◆ **Assignment**
Begin with the first line of the entries below. Copy each line exactly, stopping after the one that contains "during a pull.".

Exercise input Start Marker

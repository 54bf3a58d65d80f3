//! Bounded-concurrency transfer execution.

use crate::error::{ErrorKind, Result};
use futures::StreamExt;
use futures::stream::FuturesUnordered;
use std::future::Future;
use std::num::NonZeroUsize;

/// Default number of downloads in flight during a pull.
pub const DEFAULT_DOWNLOAD_CONCURRENCY: usize = 50;
/// Default number of uploads in flight during a push.
pub const DEFAULT_UPLOAD_CONCURRENCY: usize = 10;

/// Everything a batch of transfers produced, successes and failures apart.
#[derive(Debug)]
pub struct Outcome<T, E> {
    pub results: Vec<T>,
    pub errors: Vec<E>,
}
impl<T, E> Default for Outcome<T, E> {
    fn default() -> Self {
        Self {
            results: Vec::new(),
            errors: Vec::new(),
        }
    }
}

/// Runs a batch of transfer futures with at most `concurrency` of them in
/// flight at once.
///
/// A failing task never cancels its siblings, and completion order is
/// whatever order the tasks happen to finish in. Tasks are started in the
/// order given: as soon as one settles, the next pending task takes its
/// place.
///
/// # Examples
///
/// ```
/// use wsync_engine::TransferScheduler;
///
/// # #[tokio::main(flavor = "current_thread")]
/// # async fn main() {
/// let scheduler = TransferScheduler::new(2).unwrap();
/// let tasks = (0..5u32).map(|i| async move { if i == 3 { Err(i) } else { Ok(i * 10) } });
/// let outcome = scheduler.run(tasks).await;
/// assert_eq!(outcome.results.len(), 4);
/// assert_eq!(outcome.errors, vec![3]);
/// # }
/// ```
#[derive(Debug, Clone, Copy)]
pub struct TransferScheduler {
    concurrency: NonZeroUsize,
}

impl TransferScheduler {
    /// # Errors
    ///
    /// Returns [`Construction`](ErrorKind::Construction) if `concurrency` is zero.
    pub fn new(concurrency: usize) -> Result<Self> {
        let Some(concurrency) = NonZeroUsize::new(concurrency) else {
            exn::bail!(ErrorKind::Construction("concurrency must be at least 1".to_string()));
        };
        Ok(Self { concurrency })
    }

    pub fn concurrency(&self) -> usize {
        self.concurrency.get()
    }

    pub async fn run<I, F, T, E>(&self, tasks: I) -> Outcome<T, E>
    where
        I: IntoIterator<Item = F>,
        F: Future<Output = std::result::Result<T, E>>,
    {
        self.run_with(tasks, |_, _, _| {}).await
    }

    /// Like [`run()`](Self::run), calling `on_settled(result, settled, total)`
    /// each time a task finishes.
    pub async fn run_with<I, F, T, E, C>(&self, tasks: I, mut on_settled: C) -> Outcome<T, E>
    where
        I: IntoIterator<Item = F>,
        F: Future<Output = std::result::Result<T, E>>,
        C: FnMut(&std::result::Result<T, E>, usize, usize),
    {
        let tasks: Vec<F> = tasks.into_iter().collect();
        let total = tasks.len();
        let mut pending = tasks.into_iter();
        let mut processing: FuturesUnordered<F> = pending.by_ref().take(self.concurrency.get()).collect();
        let mut outcome = Outcome::default();
        let mut settled = 0;

        while let Some(result) = processing.next().await {
            settled += 1;
            on_settled(&result, settled, total);
            match result {
                Ok(value) => outcome.results.push(value),
                Err(err) => outcome.errors.push(err),
            }
            // FIFO refill: the next task only starts once a slot frees up.
            if let Some(next) = pending.next() {
                processing.push(next);
            }
        }
        outcome
    }
}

Exercise input End Marker

◆ **Written response**
repository 54bf3a58d65d80f3
//! Bounded-concurrency transfer execution.

use crate::error::{ErrorKind, Result};
use futures::StreamExt;
use futures::stream::FuturesUnordered;
use std::future::Future;
use std::num::NonZeroUsize;

/// Default number of downloads in flight during a pull.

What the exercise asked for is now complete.